======== Data supplied

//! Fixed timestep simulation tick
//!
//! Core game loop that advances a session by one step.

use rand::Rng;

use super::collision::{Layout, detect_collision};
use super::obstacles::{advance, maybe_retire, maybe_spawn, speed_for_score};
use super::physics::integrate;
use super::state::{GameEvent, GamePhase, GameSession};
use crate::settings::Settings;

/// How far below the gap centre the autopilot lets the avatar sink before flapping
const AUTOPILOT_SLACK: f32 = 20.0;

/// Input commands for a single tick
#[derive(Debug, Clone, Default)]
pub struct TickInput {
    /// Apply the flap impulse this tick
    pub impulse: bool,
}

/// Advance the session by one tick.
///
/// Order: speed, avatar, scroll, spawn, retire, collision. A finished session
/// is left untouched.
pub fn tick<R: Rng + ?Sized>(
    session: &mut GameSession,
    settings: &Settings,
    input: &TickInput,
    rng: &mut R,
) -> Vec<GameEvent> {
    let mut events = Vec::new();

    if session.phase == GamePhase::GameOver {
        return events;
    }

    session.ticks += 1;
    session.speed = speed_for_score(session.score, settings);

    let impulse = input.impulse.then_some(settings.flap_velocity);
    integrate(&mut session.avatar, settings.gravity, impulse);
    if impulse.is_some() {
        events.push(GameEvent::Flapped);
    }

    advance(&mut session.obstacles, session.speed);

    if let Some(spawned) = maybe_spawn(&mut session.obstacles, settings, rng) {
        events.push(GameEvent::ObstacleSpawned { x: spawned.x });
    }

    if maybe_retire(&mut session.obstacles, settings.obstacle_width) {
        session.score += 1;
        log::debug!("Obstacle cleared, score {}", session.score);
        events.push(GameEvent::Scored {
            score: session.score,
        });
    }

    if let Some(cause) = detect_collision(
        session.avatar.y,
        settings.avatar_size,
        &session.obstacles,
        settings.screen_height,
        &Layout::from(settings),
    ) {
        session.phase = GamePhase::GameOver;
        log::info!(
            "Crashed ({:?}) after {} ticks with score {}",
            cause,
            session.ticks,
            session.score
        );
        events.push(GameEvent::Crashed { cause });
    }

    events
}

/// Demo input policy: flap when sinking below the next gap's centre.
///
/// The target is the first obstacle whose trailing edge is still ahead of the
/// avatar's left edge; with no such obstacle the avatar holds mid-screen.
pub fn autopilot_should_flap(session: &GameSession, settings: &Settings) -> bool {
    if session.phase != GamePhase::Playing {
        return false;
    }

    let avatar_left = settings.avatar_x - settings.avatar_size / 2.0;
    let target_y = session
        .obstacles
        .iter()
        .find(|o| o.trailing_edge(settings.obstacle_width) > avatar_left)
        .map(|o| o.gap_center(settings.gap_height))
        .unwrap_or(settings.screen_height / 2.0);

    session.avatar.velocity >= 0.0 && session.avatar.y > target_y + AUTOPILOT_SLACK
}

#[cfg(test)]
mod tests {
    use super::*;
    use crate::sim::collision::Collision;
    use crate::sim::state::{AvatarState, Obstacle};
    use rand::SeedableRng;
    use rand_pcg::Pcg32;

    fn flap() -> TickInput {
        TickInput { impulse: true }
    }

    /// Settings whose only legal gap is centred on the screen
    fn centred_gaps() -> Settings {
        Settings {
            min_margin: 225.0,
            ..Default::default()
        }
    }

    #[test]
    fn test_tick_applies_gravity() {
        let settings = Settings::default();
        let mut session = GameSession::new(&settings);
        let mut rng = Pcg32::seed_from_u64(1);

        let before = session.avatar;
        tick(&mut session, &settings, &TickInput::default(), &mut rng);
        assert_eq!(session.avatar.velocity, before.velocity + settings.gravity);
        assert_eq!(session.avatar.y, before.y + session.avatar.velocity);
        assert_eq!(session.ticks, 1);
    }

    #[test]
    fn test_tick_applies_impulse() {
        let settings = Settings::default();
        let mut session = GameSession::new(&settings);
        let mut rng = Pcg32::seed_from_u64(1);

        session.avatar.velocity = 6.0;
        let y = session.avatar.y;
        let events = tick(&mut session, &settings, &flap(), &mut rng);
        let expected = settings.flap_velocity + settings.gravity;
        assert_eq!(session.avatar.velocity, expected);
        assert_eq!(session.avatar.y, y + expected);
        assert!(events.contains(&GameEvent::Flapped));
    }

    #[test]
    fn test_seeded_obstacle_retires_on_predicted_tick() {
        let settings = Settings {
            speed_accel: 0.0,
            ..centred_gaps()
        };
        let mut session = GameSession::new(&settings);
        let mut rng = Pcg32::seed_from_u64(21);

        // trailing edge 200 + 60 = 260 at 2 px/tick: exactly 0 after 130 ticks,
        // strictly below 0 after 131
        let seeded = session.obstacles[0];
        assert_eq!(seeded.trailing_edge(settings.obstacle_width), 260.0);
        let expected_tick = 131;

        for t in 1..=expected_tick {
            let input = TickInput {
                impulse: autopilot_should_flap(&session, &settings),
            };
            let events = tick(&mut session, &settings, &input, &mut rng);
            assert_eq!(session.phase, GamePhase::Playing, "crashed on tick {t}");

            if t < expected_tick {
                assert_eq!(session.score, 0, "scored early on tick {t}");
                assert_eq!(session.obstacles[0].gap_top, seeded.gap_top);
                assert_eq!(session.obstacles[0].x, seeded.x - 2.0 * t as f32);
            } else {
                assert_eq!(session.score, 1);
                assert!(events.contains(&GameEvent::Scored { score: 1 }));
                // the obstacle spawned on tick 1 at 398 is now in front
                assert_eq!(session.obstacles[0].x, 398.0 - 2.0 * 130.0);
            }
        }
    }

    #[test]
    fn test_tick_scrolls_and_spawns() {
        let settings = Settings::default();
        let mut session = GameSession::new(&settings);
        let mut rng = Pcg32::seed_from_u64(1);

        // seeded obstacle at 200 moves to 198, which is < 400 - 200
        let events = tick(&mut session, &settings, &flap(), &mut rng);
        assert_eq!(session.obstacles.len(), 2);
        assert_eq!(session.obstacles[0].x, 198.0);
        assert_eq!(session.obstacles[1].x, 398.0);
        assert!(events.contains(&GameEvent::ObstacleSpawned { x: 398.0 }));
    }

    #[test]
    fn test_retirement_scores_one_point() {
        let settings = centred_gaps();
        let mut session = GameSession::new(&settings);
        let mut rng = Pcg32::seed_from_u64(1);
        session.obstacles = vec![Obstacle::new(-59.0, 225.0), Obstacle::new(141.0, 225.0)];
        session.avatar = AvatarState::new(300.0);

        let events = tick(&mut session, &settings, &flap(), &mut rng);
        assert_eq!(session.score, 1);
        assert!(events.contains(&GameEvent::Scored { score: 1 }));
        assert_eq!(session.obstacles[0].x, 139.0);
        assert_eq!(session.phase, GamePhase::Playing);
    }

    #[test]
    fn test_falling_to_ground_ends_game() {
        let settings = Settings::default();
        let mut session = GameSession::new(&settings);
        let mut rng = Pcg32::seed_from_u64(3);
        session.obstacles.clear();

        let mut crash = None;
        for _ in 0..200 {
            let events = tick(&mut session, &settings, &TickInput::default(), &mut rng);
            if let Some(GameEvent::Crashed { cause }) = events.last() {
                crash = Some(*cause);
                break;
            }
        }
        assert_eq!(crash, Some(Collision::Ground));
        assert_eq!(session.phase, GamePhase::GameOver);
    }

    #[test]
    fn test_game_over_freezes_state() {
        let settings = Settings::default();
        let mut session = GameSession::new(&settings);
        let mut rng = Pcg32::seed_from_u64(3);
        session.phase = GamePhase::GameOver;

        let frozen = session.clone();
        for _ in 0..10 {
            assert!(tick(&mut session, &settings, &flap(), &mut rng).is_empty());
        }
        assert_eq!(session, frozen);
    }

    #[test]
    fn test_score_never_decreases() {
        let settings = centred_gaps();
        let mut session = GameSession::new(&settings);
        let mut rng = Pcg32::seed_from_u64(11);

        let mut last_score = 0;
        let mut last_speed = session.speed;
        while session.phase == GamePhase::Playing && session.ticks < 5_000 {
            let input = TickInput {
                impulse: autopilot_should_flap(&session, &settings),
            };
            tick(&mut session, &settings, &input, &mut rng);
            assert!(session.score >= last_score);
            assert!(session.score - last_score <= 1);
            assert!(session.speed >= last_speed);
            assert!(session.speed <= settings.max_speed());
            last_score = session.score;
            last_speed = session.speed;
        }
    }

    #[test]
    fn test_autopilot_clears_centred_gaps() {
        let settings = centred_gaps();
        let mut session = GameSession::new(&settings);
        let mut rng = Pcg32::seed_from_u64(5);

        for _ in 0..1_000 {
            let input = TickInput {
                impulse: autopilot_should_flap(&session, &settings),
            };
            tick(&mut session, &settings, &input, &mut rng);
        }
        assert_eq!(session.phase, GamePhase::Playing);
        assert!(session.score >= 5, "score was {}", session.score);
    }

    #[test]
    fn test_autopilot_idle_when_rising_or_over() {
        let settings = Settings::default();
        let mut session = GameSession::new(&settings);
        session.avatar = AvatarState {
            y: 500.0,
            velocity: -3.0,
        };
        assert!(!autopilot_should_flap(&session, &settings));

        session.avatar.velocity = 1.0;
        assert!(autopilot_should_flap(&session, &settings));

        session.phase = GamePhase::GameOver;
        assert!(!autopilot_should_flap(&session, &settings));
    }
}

================

### Exercise
Starting with the first line of the records, repeat every line up to and including the one containing "is left untouched.", and nothing else.

### Solution below
//! Fixed timestep simulation tick
//!
//! Core game loop that advances a session by one step.

use rand::Rng;

use super::collision::{Layout, detect_collision};
use super::obstacles::{advance, maybe_retire, maybe_spawn, speed_for_score};
use super::physics::integrate;
use super::state::{GameEvent, GamePhase, GameSession};
use crate::settings::Settings;

/// How far below the gap centre the autopilot lets the avatar sink before flapping
const AUTOPILOT_SLACK: f32 = 20.0;

/// Input commands for a single tick
#[derive(Debug, Clone, Default)]
pub struct TickInput {
    /// Apply the flap impulse this tick
    pub impulse: bool,
}

/// Advance the session by one tick.
///
/// Order: speed, avatar, scroll, spawn, retire, collision. A finished session
/// is left untouched.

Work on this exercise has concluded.